[Saved entries]
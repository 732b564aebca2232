//! Double thresholding of a suppressed magnitude map.
//!
//! Thresholds are data-derived: `high = max(magnitude) * high_ratio`,
//! `low = high * low_ratio`.

use crate::grid::Grid;
use crate::util::{EdgeScreenError, EdgeScreenResult};

/// Per-cell state after double thresholding.
///
/// Strong and weak are mutually exclusive; a cell at exactly the high
/// threshold is strong.
#[derive(Clone, Copy, Debug, PartialEq, Eq)]
pub enum EdgeState {
    Suppressed,
    Weak,
    Strong,
}

/// Grid of edge states produced by [`threshold`].
#[derive(Clone, Debug)]
pub struct StateGrid {
    states: Vec<EdgeState>,
    width: usize,
    height: usize,
}

impl StateGrid {
    /// Returns the grid width in cells.
    pub fn width(&self) -> usize {
        self.width
    }

    /// Returns the grid height in cells.
    pub fn height(&self) -> usize {
        self.height
    }

    /// Returns the state at `(x, y)` if it is within bounds.
    pub fn get(&self, x: usize, y: usize) -> Option<EdgeState> {
        if x >= self.width || y >= self.height {
            return None;
        }
        self.states.get(y * self.width + x).copied()
    }

    /// Returns the states in row-major order.
    pub fn states(&self) -> &[EdgeState] {
        &self.states
    }
}

/// Classifies each magnitude cell against two data-derived thresholds.
///
/// Both ratios must lie in (0, 1). Fails with `DegenerateInput` when the
/// magnitude maximum is zero, since the thresholds scale from it.
pub fn threshold(
    magnitude: &Grid,
    low_ratio: f64,
    high_ratio: f64,
) -> EdgeScreenResult<StateGrid> {
    if !(low_ratio > 0.0 && low_ratio < 1.0) {
        return Err(EdgeScreenError::InvalidInput("low_ratio must lie in (0, 1)"));
    }
    if !(high_ratio > 0.0 && high_ratio < 1.0) {
        return Err(EdgeScreenError::InvalidInput(
            "high_ratio must lie in (0, 1)",
        ));
    }

    let max = magnitude.max_value();
    if max <= 0.0 {
        return Err(EdgeScreenError::DegenerateInput {
            reason: "zero-valued magnitude maximum",
        });
    }

    let high = max * high_ratio;
    let low = high * low_ratio;
    let states = magnitude
        .as_slice()
        .iter()
        .map(|&m| {
            if m >= high {
                EdgeState::Strong
            } else if m >= low {
                EdgeState::Weak
            } else {
                EdgeState::Suppressed
            }
        })
        .collect();

    Ok(StateGrid {
        states,
        width: magnitude.width(),
        height: magnitude.height(),
    })
}
//! Owned numeric grids and convolution kernels.
//!
//! `Grid` is the unit of exchange between pipeline stages: a contiguous
//! row-major buffer of `f64` samples with fixed dimensions. Stages never
//! mutate an input grid; each one allocates and returns a fresh output.
//! Samples are double precision throughout, including accumulation.

use crate::util::{EdgeScreenError, EdgeScreenResult};

#[cfg(feature = "image-io")]
pub mod io;

/// Owned 2D grid of `f64` samples in row-major order.
#[derive(Clone, Debug, PartialEq)]
pub struct Grid {
    data: Vec<f64>,
    width: usize,
    height: usize,
}

impl Grid {
    /// Creates a grid from a row-major buffer of exactly `width * height`
    /// samples.
    pub fn from_vec(data: Vec<f64>, width: usize, height: usize) -> EdgeScreenResult<Self> {
        let needed = checked_area(width, height)?;
        if data.len() < needed {
            return Err(EdgeScreenError::BufferTooSmall {
                needed,
                got: data.len(),
            });
        }
        if data.len() > needed {
            return Err(EdgeScreenError::InvalidDimensions { width, height });
        }
        Ok(Self {
            data,
            width,
            height,
        })
    }

    /// Creates a zero-filled grid.
    pub fn zeros(width: usize, height: usize) -> EdgeScreenResult<Self> {
        Self::constant(width, height, 0.0)
    }

    /// Creates a grid with every cell set to `value`.
    pub fn constant(width: usize, height: usize, value: f64) -> EdgeScreenResult<Self> {
        let needed = checked_area(width, height)?;
        Ok(Self {
            data: vec![value; needed],
            width,
            height,
        })
    }

    /// Returns the grid width in cells.
    pub fn width(&self) -> usize {
        self.width
    }

    /// Returns the grid height in cells.
    pub fn height(&self) -> usize {
        self.height
    }

    /// Returns the backing row-major slice.
    pub fn as_slice(&self) -> &[f64] {
        &self.data
    }

    /// Returns the sample at `(x, y)` if it is within bounds.
    pub fn get(&self, x: usize, y: usize) -> Option<f64> {
        if x >= self.width || y >= self.height {
            return None;
        }
        self.data.get(y * self.width + x).copied()
    }

    /// Returns row `y` as a contiguous slice.
    pub fn row(&self, y: usize) -> Option<&[f64]> {
        if y >= self.height {
            return None;
        }
        let start = y * self.width;
        self.data.get(start..start + self.width)
    }

    /// Returns true when `other` has the same width and height.
    pub fn same_shape(&self, other: &Grid) -> bool {
        self.width == other.width && self.height == other.height
    }

    /// Returns the maximum sample value.
    pub fn max_value(&self) -> f64 {
        self.data.iter().copied().fold(f64::NEG_INFINITY, f64::max)
    }
}

fn checked_area(width: usize, height: usize) -> EdgeScreenResult<usize> {
    if width == 0 || height == 0 {
        return Err(EdgeScreenError::InvalidDimensions { width, height });
    }
    width
        .checked_mul(height)
        .ok_or(EdgeScreenError::InvalidDimensions { width, height })
}

/// Small odd-dimensioned convolution operator. Never mutated once built.
#[derive(Clone, Debug, PartialEq)]
pub struct Kernel {
    grid: Grid,
}

impl Kernel {
    /// Wraps a grid as a kernel. Both dimensions must be odd.
    pub fn from_grid(grid: Grid) -> EdgeScreenResult<Self> {
        if grid.width() % 2 == 0 || grid.height() % 2 == 0 {
            return Err(EdgeScreenError::InvalidInput(
                "kernel dimensions must be odd",
            ));
        }
        Ok(Self { grid })
    }

    /// Builds a kernel from a row-major buffer.
    pub fn from_vec(data: Vec<f64>, width: usize, height: usize) -> EdgeScreenResult<Self> {
        Self::from_grid(Grid::from_vec(data, width, height)?)
    }

    /// The 5x5 Gaussian blur kernel with coefficients over 159.
    pub fn gaussian_5x5() -> Self {
        #[rustfmt::skip]
        let weights = [
            2.0, 4.0, 5.0, 4.0, 2.0,
            4.0, 9.0, 12.0, 9.0, 4.0,
            5.0, 12.0, 15.0, 12.0, 5.0,
            4.0, 9.0, 12.0, 9.0, 4.0,
            2.0, 4.0, 5.0, 4.0, 2.0,
        ];
        let data = weights.iter().map(|w| w / 159.0).collect();
        Self::from_vec(data, 5, 5).expect("5x5 dimensions are odd")
    }

    /// Returns the kernel width in cells.
    pub fn width(&self) -> usize {
        self.grid.width()
    }

    /// Returns the kernel height in cells.
    pub fn height(&self) -> usize {
        self.grid.height()
    }

    /// Returns the kernel weights as a grid.
    pub fn grid(&self) -> &Grid {
        &self.grid
    }
}
use clap::Parser;
use edgescreen::io::load_gray_grid;
use edgescreen::{
    derive_range, evaluate_set, CorrConfig, EdgeConfig, ScreenConfig, ScreenMode, Screener,
    ThresholdRange,
};
use serde::{Deserialize, Serialize};
use std::fs;
use std::path::{Path, PathBuf};
use tracing_subscriber::EnvFilter;

const EXAMPLE_JSON: &str =
    include_str!(concat!(env!("CARGO_MANIFEST_DIR"), "/config.example.json"));

#[derive(Parser, Debug)]
#[command(author, version, about = "EdgeScreen CLI (JSON config driven)")]
struct Cli {
    /// Path to the JSON configuration file.
    #[arg(short, long, value_name = "FILE", default_value = "config.json")]
    config: PathBuf,
    /// Print an example config and exit.
    #[arg(long)]
    print_example: bool,
    /// Enable tracing output for progress and profiling.
    #[arg(long)]
    trace: bool,
}

#[derive(Debug, Deserialize, Default)]
#[serde(rename_all = "snake_case")]
enum ModeConfig {
    Intensity,
    #[default]
    Edges,
}

impl From<&ModeConfig> for ScreenMode {
    fn from(value: &ModeConfig) -> Self {
        match value {
            ModeConfig::Intensity => ScreenMode::Intensity,
            ModeConfig::Edges => ScreenMode::Edges,
        }
    }
}

#[derive(Debug, Deserialize)]
#[serde(default)]
struct EdgeConfigJson {
    low_ratio: f64,
    high_ratio: f64,
    weak_value: f64,
    strong_value: f64,
}

impl Default for EdgeConfigJson {
    fn default() -> Self {
        let cfg = EdgeConfig::default();
        Self {
            low_ratio: cfg.low_ratio,
            high_ratio: cfg.high_ratio,
            weak_value: cfg.weak_value,
            strong_value: cfg.strong_value,
        }
    }
}

#[derive(Debug, Deserialize)]
#[serde(default)]
struct CorrConfigJson {
    normalization: f64,
}

impl Default for CorrConfigJson {
    fn default() -> Self {
        Self {
            normalization: CorrConfig::default().normalization,
        }
    }
}

#[derive(Debug, Deserialize)]
struct RangeJson {
    low: f64,
    high: f64,
}

#[derive(Debug, Deserialize, Default)]
#[serde(default)]
struct Config {
    template_path: String,
    friendly_dir: String,
    hostile_dir: Option<String>,
    output_path: Option<String>,
    mode: ModeConfig,
    range: Option<RangeJson>,
    parallel: bool,
    edge: EdgeConfigJson,
    corr: CorrConfigJson,
}

#[derive(Debug, Serialize)]
struct SkipRecord {
    path: String,
    error: String,
}

#[derive(Debug, Serialize)]
struct SetReport {
    images: usize,
    scored: usize,
    friendly: Option<usize>,
    hostile: Option<usize>,
    min_score: Option<f64>,
    max_score: Option<f64>,
    skipped: Vec<SkipRecord>,
}

#[derive(Debug, Serialize)]
struct RangeRecord {
    low: f64,
    high: f64,
}

#[derive(Debug, Serialize)]
struct Output {
    friendly: SetReport,
    hostile: Option<SetReport>,
    range: Option<RangeRecord>,
    suggested_range: Option<RangeRecord>,
}

fn main() -> Result<(), Box<dyn std::error::Error>> {
    let cli = Cli::parse();

    if cli.trace {
        tracing_subscriber::fmt()
            .with_env_filter(
                EnvFilter::from_default_env().add_directive("edgescreen=info".parse()?),
            )
            .with_target(false)
            .init();
    }

    if cli.print_example {
        println!("{EXAMPLE_JSON}");
        return Ok(());
    }

    let config_text = fs::read_to_string(&cli.config)?;
    let config: Config = serde_json::from_str(&config_text)?;
    if config.template_path.is_empty() || config.friendly_dir.is_empty() {
        return Err("template_path and friendly_dir must be set in the config".into());
    }

    let range = config
        .range
        .as_ref()
        .map(|r| ThresholdRange::new(r.low, r.high))
        .transpose()?;

    let template = load_gray_grid(&config.template_path)?;
    let mut screen_cfg = ScreenConfig::new(ScreenMode::from(&config.mode));
    screen_cfg.edge.low_ratio = config.edge.low_ratio;
    screen_cfg.edge.high_ratio = config.edge.high_ratio;
    screen_cfg.edge.weak_value = config.edge.weak_value;
    screen_cfg.edge.strong_value = config.edge.strong_value;
    screen_cfg.corr.normalization = config.corr.normalization;
    screen_cfg.parallel = config.parallel;
    if let Some(range) = range {
        screen_cfg = screen_cfg.with_range(range);
    }
    let screener = Screener::new(template, screen_cfg)?;

    let (friendly_report, friendly_scores) =
        run_set(&screener, Path::new(&config.friendly_dir), range.as_ref())?;
    let mut hostile_report = None;
    let mut hostile_scores = Vec::new();
    if let Some(dir) = &config.hostile_dir {
        let (report, scores) = run_set(&screener, Path::new(dir), range.as_ref())?;
        hostile_report = Some(report);
        hostile_scores = scores;
    }

    let suggested_range = derive_range(&friendly_scores, &hostile_scores)
        .ok()
        .map(|diag| {
            let suggested = diag.suggested_range();
            RangeRecord {
                low: suggested.low(),
                high: suggested.high(),
            }
        });

    let output = Output {
        friendly: friendly_report,
        hostile: hostile_report,
        range: range.map(|r| RangeRecord {
            low: r.low(),
            high: r.high(),
        }),
        suggested_range,
    };
    let json = serde_json::to_string_pretty(&output)?;

    match config.output_path {
        Some(path) => fs::write(path, json)?,
        None => println!("{json}"),
    }

    Ok(())
}

/// Scores every image file in `dir`, tallying against `range` when one is
/// configured. Unreadable files and unscorable images are recorded as
/// skips, never aborting the set.
fn run_set(
    screener: &Screener,
    dir: &Path,
    range: Option<&ThresholdRange>,
) -> Result<(SetReport, Vec<f64>), Box<dyn std::error::Error>> {
    let mut paths: Vec<PathBuf> = fs::read_dir(dir)?
        .filter_map(|entry| entry.ok())
        .map(|entry| entry.path())
        .filter(|path| path.is_file())
        .collect();
    paths.sort();
    let images = paths.len();

    let mut skipped = Vec::new();
    let mut grids = Vec::new();
    let mut grid_paths = Vec::new();
    for path in paths {
        match load_gray_grid(&path) {
            Ok(grid) => {
                grids.push(grid);
                grid_paths.push(path);
            }
            Err(err) => skipped.push(SkipRecord {
                path: path.display().to_string(),
                error: err.to_string(),
            }),
        }
    }

    let batch = screener.score_batch(&grids);
    for (index, error) in &batch.skipped {
        skipped.push(SkipRecord {
            path: grid_paths[*index].display().to_string(),
            error: error.to_string(),
        });
    }

    let scores: Vec<f64> = batch.scores.iter().map(|&(_, score)| score).collect();
    let counts = range.map(|r| evaluate_set(&scores, r));
    let min_score = scores.iter().copied().reduce(f64::min);
    let max_score = scores.iter().copied().reduce(f64::max);

    tracing::info!(
        dir = %dir.display(),
        images,
        scored = scores.len(),
        skipped = skipped.len(),
        "set evaluated"
    );

    let report = SetReport {
        images,
        scored: scores.len(),
        friendly: counts.map(|c| c.friendly),
        hostile: counts.map(|c| c.hostile),
        min_score,
        max_score,
        skipped,
    };
    Ok((report, scores))
}
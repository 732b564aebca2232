//! High-level screening of images against a reference template.
//!
//! A [`Screener`] owns the template and a configuration, scores images
//! against it and tallies batches. In [`ScreenMode::Edges`] the template's
//! edge map is computed once at construction and reused for every image.

use crate::classify::{classify, evaluate_set, peak_score, Label, SetCounts, ThresholdRange};
use crate::corr::{correlate_same, correlate_template, CorrConfig, CorrelationSurface};
use crate::edge::{detect_edges, EdgeConfig};
use crate::grid::Grid;
use crate::trace::{trace_event, trace_span};
use crate::util::{EdgeScreenError, EdgeScreenResult};

/// Whether images are compared on raw intensity or on their edge maps.
#[derive(Clone, Copy, Debug, PartialEq, Eq)]
pub enum ScreenMode {
    Intensity,
    Edges,
}

/// Screening configuration.
#[derive(Clone, Debug)]
pub struct ScreenConfig {
    pub mode: ScreenMode,
    pub edge: EdgeConfig,
    pub corr: CorrConfig,
    /// Friendly interval. Scoring works without one; labeling does not.
    pub range: Option<ThresholdRange>,
    /// Evaluate batch images in parallel (effective with the `rayon`
    /// feature).
    pub parallel: bool,
}

impl ScreenConfig {
    /// Creates a config with default stage settings and no range.
    pub fn new(mode: ScreenMode) -> Self {
        Self {
            mode,
            edge: EdgeConfig::default(),
            corr: CorrConfig::default(),
            range: None,
            parallel: false,
        }
    }

    /// Sets the friendly interval.
    pub fn with_range(mut self, range: ThresholdRange) -> Self {
        self.range = Some(range);
        self
    }
}

/// Scores from a batch run with per-image skip records.
///
/// Indices refer to positions in the input slice; an image appears either
/// in `scores` or in `skipped`, never both.
#[derive(Clone, Debug)]
pub struct BatchScores {
    /// `(index, score)` for each successfully scored image.
    pub scores: Vec<(usize, f64)>,
    /// `(index, error)` for each image that failed to score.
    pub skipped: Vec<(usize, EdgeScreenError)>,
}

/// Batch evaluation outcome: tallies plus the underlying scores and skips.
#[derive(Clone, Debug)]
pub struct BatchReport {
    pub counts: SetCounts,
    pub scores: Vec<(usize, f64)>,
    pub skipped: Vec<(usize, EdgeScreenError)>,
}

/// Scores and labels images against an owned reference template.
pub struct Screener {
    template: Grid,
    template_edges: Option<Grid>,
    config: ScreenConfig,
}

impl Screener {
    /// Creates a screener. In edges mode the template's edge map is
    /// computed here and reused across images, so a template that yields a
    /// degenerate edge map fails construction.
    pub fn new(template: Grid, config: ScreenConfig) -> EdgeScreenResult<Self> {
        let template_edges = match config.mode {
            ScreenMode::Edges => Some(detect_edges(&template, &config.edge)?),
            ScreenMode::Intensity => None,
        };
        Ok(Self {
            template,
            template_edges,
            config,
        })
    }

    /// Returns the active configuration.
    pub fn config(&self) -> &ScreenConfig {
        &self.config
    }

    /// Scores one image against the template.
    ///
    /// A same-shape pair is scored as a whole-grid comparison; otherwise
    /// the template slides over the image and the best alignment wins.
    pub fn score_image(&self, image: &Grid) -> EdgeScreenResult<f64> {
        let surface = self.correlate(image)?;
        peak_score(&surface)
    }

    /// Labels one image against the configured range.
    pub fn classify_image(&self, image: &Grid) -> EdgeScreenResult<Label> {
        let range = self.range()?;
        Ok(classify(self.score_image(image)?, &range))
    }

    /// Scores a batch of images, skipping and recording per-image failures.
    pub fn score_batch(&self, images: &[Grid]) -> BatchScores {
        let _guard = trace_span!("score_batch").entered();
        let mut scores = Vec::new();
        let mut skipped = Vec::new();
        for (index, result) in self.score_all(images) {
            match result {
                Ok(score) => scores.push((index, score)),
                Err(error) => skipped.push((index, error)),
            }
        }
        trace_event!("batch_scored", scored = scores.len(), skipped = skipped.len());
        BatchScores { scores, skipped }
    }

    /// Scores and tallies a batch against the configured range.
    ///
    /// Per-image failures are recorded and skipped, never absorbed and
    /// never aborting the batch. Fails only when no range is configured.
    pub fn evaluate_batch(&self, images: &[Grid]) -> EdgeScreenResult<BatchReport> {
        let range = self.range()?;
        let BatchScores { scores, skipped } = self.score_batch(images);
        let values: Vec<f64> = scores.iter().map(|&(_, score)| score).collect();
        Ok(BatchReport {
            counts: evaluate_set(&values, &range),
            scores,
            skipped,
        })
    }

    fn range(&self) -> EdgeScreenResult<ThresholdRange> {
        self.config
            .range
            .ok_or(EdgeScreenError::InvalidInput("no threshold range configured"))
    }

    fn correlate(&self, image: &Grid) -> EdgeScreenResult<CorrelationSurface> {
        match self.config.mode {
            ScreenMode::Intensity => self.correlate_pair(image, &self.template),
            ScreenMode::Edges => {
                let image_edges = detect_edges(image, &self.config.edge)?;
                let template_edges = self
                    .template_edges
                    .as_ref()
                    .expect("edge template is precomputed in edges mode");
                self.correlate_pair(&image_edges, template_edges)
            }
        }
    }

    fn correlate_pair(&self, image: &Grid, template: &Grid) -> EdgeScreenResult<CorrelationSurface> {
        if image.same_shape(template) {
            let score = correlate_same(image, template, &self.config.corr)?;
            return Ok(CorrelationSurface::from_scalar(score));
        }
        self.correlate_windows(image, template)
    }

    #[cfg(feature = "rayon")]
    fn correlate_windows(
        &self,
        image: &Grid,
        template: &Grid,
    ) -> EdgeScreenResult<CorrelationSurface> {
        if self.config.parallel {
            return crate::corr::rayon::correlate_template_par(image, template, &self.config.corr);
        }
        correlate_template(image, template, &self.config.corr)
    }

    #[cfg(not(feature = "rayon"))]
    fn correlate_windows(
        &self,
        image: &Grid,
        template: &Grid,
    ) -> EdgeScreenResult<CorrelationSurface> {
        correlate_template(image, template, &self.config.corr)
    }

    #[cfg(feature = "rayon")]
    fn score_all(&self, images: &[Grid]) -> Vec<(usize, EdgeScreenResult<f64>)> {
        use rayon::prelude::*;
        if self.config.parallel {
            return images
                .par_iter()
                .enumerate()
                .map(|(index, image)| (index, self.score_image(image)))
                .collect();
        }
        images
            .iter()
            .enumerate()
            .map(|(index, image)| (index, self.score_image(image)))
            .collect()
    }

    #[cfg(not(feature = "rayon"))]
    fn score_all(&self, images: &[Grid]) -> Vec<(usize, EdgeScreenResult<f64>)> {
        images
            .iter()
            .enumerate()
            .map(|(index, image)| (index, self.score_image(image)))
            .collect()
    }
}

TASK TO CARRY OUT >>
Transcribe the records above from the line holding "fn main() ->" down to the line holding "let output = Output", inclusive, without adding anything.

RESULT >>
fn main() -> Result<(), Box<dyn std::error::Error>> {
    let cli = Cli::parse();

    if cli.trace {
        tracing_subscriber::fmt()
            .with_env_filter(
                EnvFilter::from_default_env().add_directive("edgescreen=info".parse()?),
            )
            .with_target(false)
            .init();
    }

    if cli.print_example {
        println!("{EXAMPLE_JSON}");
        return Ok(());
    }

    let config_text = fs::read_to_string(&cli.config)?;
    let config: Config = serde_json::from_str(&config_text)?;
    if config.template_path.is_empty() || config.friendly_dir.is_empty() {
        return Err("template_path and friendly_dir must be set in the config".into());
    }

    let range = config
        .range
        .as_ref()
        .map(|r| ThresholdRange::new(r.low, r.high))
        .transpose()?;

    let template = load_gray_grid(&config.template_path)?;
    let mut screen_cfg = ScreenConfig::new(ScreenMode::from(&config.mode));
    screen_cfg.edge.low_ratio = config.edge.low_ratio;
    screen_cfg.edge.high_ratio = config.edge.high_ratio;
    screen_cfg.edge.weak_value = config.edge.weak_value;
    screen_cfg.edge.strong_value = config.edge.strong_value;
    screen_cfg.corr.normalization = config.corr.normalization;
    screen_cfg.parallel = config.parallel;
    if let Some(range) = range {
        screen_cfg = screen_cfg.with_range(range);
    }
    let screener = Screener::new(template, screen_cfg)?;

    let (friendly_report, friendly_scores) =
        run_set(&screener, Path::new(&config.friendly_dir), range.as_ref())?;
    let mut hostile_report = None;
    let mut hostile_scores = Vec::new();
    if let Some(dir) = &config.hostile_dir {
        let (report, scores) = run_set(&screener, Path::new(dir), range.as_ref())?;
        hostile_report = Some(report);
        hostile_scores = scores;
    }

    let suggested_range = derive_range(&friendly_scores, &hostile_scores)
        .ok()
        .map(|diag| {
            let suggested = diag.suggested_range();
            RangeRecord {
                low: suggested.low(),
                high: suggested.high(),
            }
        });

    let output = Output {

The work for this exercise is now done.